◆ **Exercise aim**: Please take the lines from the one holding "in log messages" through the one holding "global variable (KEY=VALUE)" in the data below and copy them exactly.
[[ Records supplied open ]]
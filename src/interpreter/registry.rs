//! Extension-keyed interpreter registry.

use std::path::Path;

use super::{LuaInterpreter, RhaiInterpreter, ScriptInterpreter};

/// Key of the interpreter used for unrecognized extensions.
pub const DEFAULT_INTERPRETER: &str = "lua";

/// Interpreters indexed by lower-case file extension, in registration order.
///
/// The fallback entry is registered first and can only be replaced, never
/// removed, so it always sits at index 0.
pub struct InterpreterRegistry {
    entries: Vec<(String, Box<dyn ScriptInterpreter>)>,
}

impl InterpreterRegistry {
    /// Create a registry with the Lua (fallback) and Rhai interpreters.
    pub fn new() -> Self {
        let mut registry = Self::with_fallback(LuaInterpreter::new());
        registry.register("rhai", RhaiInterpreter::new());
        registry
    }

    /// Create a registry holding only `fallback`, under [`DEFAULT_INTERPRETER`].
    pub fn with_fallback<I>(fallback: I) -> Self
    where
        I: ScriptInterpreter + 'static,
    {
        Self {
            entries: vec![(DEFAULT_INTERPRETER.to_string(), Box::new(fallback))],
        }
    }

    /// Register `interpreter` for `extension` (without the dot).
    ///
    /// Re-registering an extension replaces its interpreter but keeps its
    /// position in the probing order.
    pub fn register<I>(&mut self, extension: &str, interpreter: I)
    where
        I: ScriptInterpreter + 'static,
    {
        let key = extension.to_lowercase();
        let interpreter: Box<dyn ScriptInterpreter> = Box::new(interpreter);

        match self.entries.iter_mut().find(|(ext, _)| *ext == key) {
            Some(entry) => entry.1 = interpreter,
            None => self.entries.push((key, interpreter)),
        }
    }

    /// Look up the interpreter registered for `extension`.
    pub fn get(&self, extension: &str) -> Option<&dyn ScriptInterpreter> {
        let key = extension.to_lowercase();
        self.entries
            .iter()
            .find(|(ext, _)| *ext == key)
            .map(|(_, interpreter)| interpreter.as_ref())
    }

    /// Interpreter for `script_file`, chosen by its extension.
    ///
    /// Extensions match case-insensitively; files with an unknown or no
    /// extension get the fallback interpreter.
    pub fn resolve(&self, script_file: &Path) -> &dyn ScriptInterpreter {
        script_file
            .extension()
            .and_then(|ext| self.get(&ext.to_string_lossy()))
            .unwrap_or_else(|| self.fallback())
    }

    /// The interpreter registered under [`DEFAULT_INTERPRETER`].
    pub fn fallback(&self) -> &dyn ScriptInterpreter {
        self.entries[0].1.as_ref()
    }

    /// Registered extensions, in registration order.
    pub fn extensions(&self) -> impl Iterator<Item = &str> {
        self.entries.iter().map(|(ext, _)| ext.as_str())
    }
}

impl Default for InterpreterRegistry {
    fn default() -> Self {
        Self::new()
    }
}
use std::path::{Path, PathBuf};
use std::process::ExitCode;

use clap::Parser;
use serde_json::Value;
use tracing::{error, info};

use hookscript::{Config, ExecutionLogger, FileLogger, Variables};

/// Run a pre-/post-build hook script.
#[derive(Debug, Parser)]
#[command(name = "hookscript", version, about)]
struct Cli {
    /// Script file, or logical script name when --basedir is given
    script: String,

    /// Configuration file
    #[arg(short, long, default_value = "hookscript.toml")]
    config: PathBuf,

    /// Resolve SCRIPT under this directory, trying every known extension
    #[arg(short, long)]
    basedir: Option<PathBuf>,

    /// Description used in log messages
    #[arg(short, long, default_value = "hook script")]
    description: String,

    /// Build log file
    #[arg(short, long)]
    log: Option<PathBuf>,

    /// Extra global variable (KEY=VALUE)
    #[arg(short = 'D', long = "define", value_parser = parse_key_value)]
    defines: Vec<(String, String)>,

    /// Shared context entry (KEY=VALUE)
    #[arg(short = 'C', long = "context", value_parser = parse_key_value)]
    context: Vec<(String, String)>,

    /// Do not mirror script output to stdout
    #[arg(short, long)]
    quiet: bool,
}

fn parse_key_value(s: &str) -> Result<(String, String), String> {
    s.split_once('=')
        .map(|(k, v)| (k.to_string(), v.to_string()))
        .ok_or_else(|| format!("expected KEY=VALUE, got '{s}'"))
}

fn main() -> ExitCode {
    let cli = Cli::parse();

    // Load configuration
    let config = match Config::load(&cli.config) {
        Ok(config) => config,
        Err(e) => {
            eprintln!("Failed to load {}: {e}", cli.config.display());
            eprintln!("Using default configuration.");
            Config::default()
        }
    };

    // Initialize logging
    if let Err(e) = hookscript::logging::init(&config.logging) {
        eprintln!("Failed to initialize logging: {e}");
        hookscript::logging::init_console_only(&config.logging.level);
    }

    let mut runner = config.runner.build_runner();
    for (name, value) in &cli.defines {
        runner.set_global_variable(name.clone(), value.clone());
    }

    let context: Variables = cli
        .context
        .iter()
        .map(|(k, v)| (k.clone(), Value::String(v.clone())))
        .collect();

    let logger = if cli.quiet {
        FileLogger::new(cli.log.as_deref())
    } else {
        FileLogger::with_mirror(cli.log.as_deref(), |line: &str| println!("{line}"))
    };
    let mut logger = match logger {
        Ok(logger) => logger,
        Err(e) => {
            error!("Failed to open build log: {e}");
            return ExitCode::FAILURE;
        }
    };

    let result = match &cli.basedir {
        Some(basedir) => runner.run(
            &cli.description,
            basedir,
            Some(cli.script.as_str()),
            Some(&context),
            Some(&mut logger as &mut dyn ExecutionLogger),
        ),
        None => runner.run_file(
            &cli.description,
            Path::new(&cli.script),
            Some(&context),
            Some(&mut logger as &mut dyn ExecutionLogger),
        ),
    };

    if let Err(e) = logger.close() {
        error!("Failed to close build log: {e}");
    }

    match result {
        Ok(()) => {
            info!("{} passed", cli.description);
            ExitCode::SUCCESS
        }
        Err(e) => {
            error!("{e}");
            ExitCode::FAILURE
        }
    }
}
//! Script path resolution.
//!
//! Hook scripts may be named without an extension ("verify"); the locator
//! then probes each registered extension in registration order.

use std::path::{Path, PathBuf};

use crate::interpreter::InterpreterRegistry;

/// Append `.ext` to `path`, keeping any existing extension.
pub fn with_extension(path: &Path, ext: &str) -> PathBuf {
    let mut candidate = path.as_os_str().to_owned();
    candidate.push(".");
    candidate.push(ext);
    PathBuf::from(candidate)
}

/// Finds script files for an [`InterpreterRegistry`].
pub struct ScriptLocator<'a> {
    registry: &'a InterpreterRegistry,
}

impl<'a> ScriptLocator<'a> {
    /// Create a locator probing the extensions of `registry`.
    pub fn new(registry: &'a InterpreterRegistry) -> Self {
        Self { registry }
    }

    /// Resolve a script named relative to `basedir`.
    ///
    /// Returns `None` when `name` is `None` (nothing to run). Otherwise
    /// returns `basedir/name` if it exists, else the first existing
    /// `basedir/name.<ext>`, else the unmodified, non-existent
    /// `basedir/name`.
    pub fn resolve_by_name(&self, basedir: &Path, name: Option<&str>) -> Option<PathBuf> {
        let script_file = basedir.join(name?);
        if script_file.exists() {
            return Some(script_file);
        }

        let found = self
            .registry
            .extensions()
            .map(|ext| with_extension(&script_file, ext))
            .find(|candidate| candidate.exists());

        Some(found.unwrap_or(script_file))
    }

    /// Resolve an explicitly given script file. No extension probing is done.
    pub fn resolve_by_path(&self, script_file: &Path) -> PathBuf {
        script_file.to_path_buf()
    }
}

#[cfg(test)]
mod tests {
    use super::*;
    use std::fs;
    use tempfile::tempdir;

    #[test]
    fn test_with_extension() {
        assert_eq!(
            with_extension(Path::new("it/verify"), "lua"),
            PathBuf::from("it/verify.lua")
        );
        assert_eq!(
            with_extension(Path::new("it/verify.v2"), "rhai"),
            PathBuf::from("it/verify.v2.rhai")
        );
    }

    #[test]
    fn test_no_name_means_nothing_to_run() {
        let registry = InterpreterRegistry::new();
        let locator = ScriptLocator::new(&registry);
        assert_eq!(locator.resolve_by_name(Path::new("."), None), None);
    }

    #[test]
    fn test_exact_name_wins() {
        let dir = tempdir().unwrap();
        fs::write(dir.path().join("verify"), "return true").unwrap();
        fs::write(dir.path().join("verify.lua"), "return true").unwrap();

        let registry = InterpreterRegistry::new();
        let locator = ScriptLocator::new(&registry);
        assert_eq!(
            locator.resolve_by_name(dir.path(), Some("verify")),
            Some(dir.path().join("verify"))
        );
    }

    #[test]
    fn test_each_registered_extension_is_found() {
        let registry = InterpreterRegistry::new();
        let locator = ScriptLocator::new(&registry);

        for ext in registry.extensions() {
            let dir = tempdir().unwrap();
            let expected = dir.path().join(format!("verify.{ext}"));
            fs::write(&expected, "").unwrap();

            assert_eq!(
                locator.resolve_by_name(dir.path(), Some("verify")),
                Some(expected)
            );
        }
    }

    #[test]
    fn test_probing_follows_registration_order() {
        let dir = tempdir().unwrap();
        fs::write(dir.path().join("verify.rhai"), "true").unwrap();
        fs::write(dir.path().join("verify.lua"), "return true").unwrap();

        let registry = InterpreterRegistry::new();
        let locator = ScriptLocator::new(&registry);
        assert_eq!(
            locator.resolve_by_name(dir.path(), Some("verify")),
            Some(dir.path().join("verify.lua"))
        );
    }

    #[test]
    fn test_missing_script_returns_unmodified_path() {
        let dir = tempdir().unwrap();
        let registry = InterpreterRegistry::new();
        let locator = ScriptLocator::new(&registry);

        let resolved = locator.resolve_by_name(dir.path(), Some("verify")).unwrap();
        assert_eq!(resolved, dir.path().join("verify"));
        assert!(!resolved.exists());
    }

    #[test]
    fn test_resolve_by_path_does_not_probe() {
        let dir = tempdir().unwrap();
        fs::write(dir.path().join("verify.lua"), "return true").unwrap();

        let registry = InterpreterRegistry::new();
        let locator = ScriptLocator::new(&registry);
        let explicit = dir.path().join("verify");
        assert_eq!(locator.resolve_by_path(&explicit), explicit);
    }
}
//! Rhai interpreter.

use std::cell::RefCell;
use std::io::Write;
use std::path::PathBuf;
use std::rc::Rc;

use rhai::module_resolvers::{FileModuleResolver, ModuleResolversCollection};
use rhai::serde::{from_dynamic, to_dynamic};
use rhai::{Dynamic, Engine, Scope};
use serde_json::Value;

use super::{ScriptInterpreter, Variables};
use crate::error::EvaluationError;
use crate::sink::LINE_SEPARATOR;

/// Interpreter for `.rhai` hook scripts.
///
/// A new engine and scope are built for every evaluation.
#[derive(Debug, Default)]
pub struct RhaiInterpreter;

impl RhaiInterpreter {
    /// Create a new Rhai interpreter.
    pub fn new() -> Self {
        Self
    }

    fn build_engine(class_path: &[PathBuf]) -> Engine {
        let mut engine = Engine::new();

        if !class_path.is_empty() {
            let mut resolvers = ModuleResolversCollection::new();
            for dir in class_path {
                resolvers.push(FileModuleResolver::new_with_path(dir.clone()));
            }
            engine.set_module_resolver(resolvers);
        }

        engine
    }
}

/// Convert a script result to JSON, falling back to its display text.
fn to_json(value: &Dynamic) -> Value {
    from_dynamic::<Value>(value).unwrap_or_else(|_| Value::String(value.to_string()))
}

impl ScriptInterpreter for RhaiInterpreter {
    fn name(&self) -> &str {
        "RhaiInterpreter"
    }

    fn evaluate(
        &self,
        script: &str,
        class_path: &[PathBuf],
        variables: &Variables,
        output: Option<&mut dyn Write>,
    ) -> Result<Value, EvaluationError> {
        let mut engine = Self::build_engine(class_path);

        // on_print and on_debug need 'static callbacks, so lines are
        // collected and written out once evaluation ends.
        let printed: Rc<RefCell<Vec<String>>> = Rc::new(RefCell::new(Vec::new()));
        if output.is_some() {
            let lines = Rc::clone(&printed);
            engine.on_print(move |text| lines.borrow_mut().push(text.to_string()));

            let lines = Rc::clone(&printed);
            engine.on_debug(move |text, source, pos| {
                let line = match source {
                    Some(source) => format!("{source} @ {pos:?} | {text}"),
                    None if pos.is_none() => text.to_string(),
                    None => format!("{pos:?} | {text}"),
                };
                lines.borrow_mut().push(line);
            });
        }

        let mut scope = Scope::new();
        for (name, value) in variables {
            scope.push_dynamic(name.as_str(), to_dynamic(value)?);
        }

        let result = engine.eval_with_scope::<Dynamic>(&mut scope, script);

        if let Some(out) = output {
            for line in printed.take() {
                out.write_all(line.as_bytes())?;
                out.write_all(LINE_SEPARATOR.as_bytes())?;
                out.flush()?;
            }
        }

        Ok(to_json(&result?))
    }
}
[[ Records supplied closed ]]
◆ **Solution to this task**:
    /// Description used in log messages
    #[arg(short, long, default_value = "hook script")]
    description: String,

    /// Build log file
    #[arg(short, long)]
    log: Option<PathBuf>,

    /// Extra global variable (KEY=VALUE)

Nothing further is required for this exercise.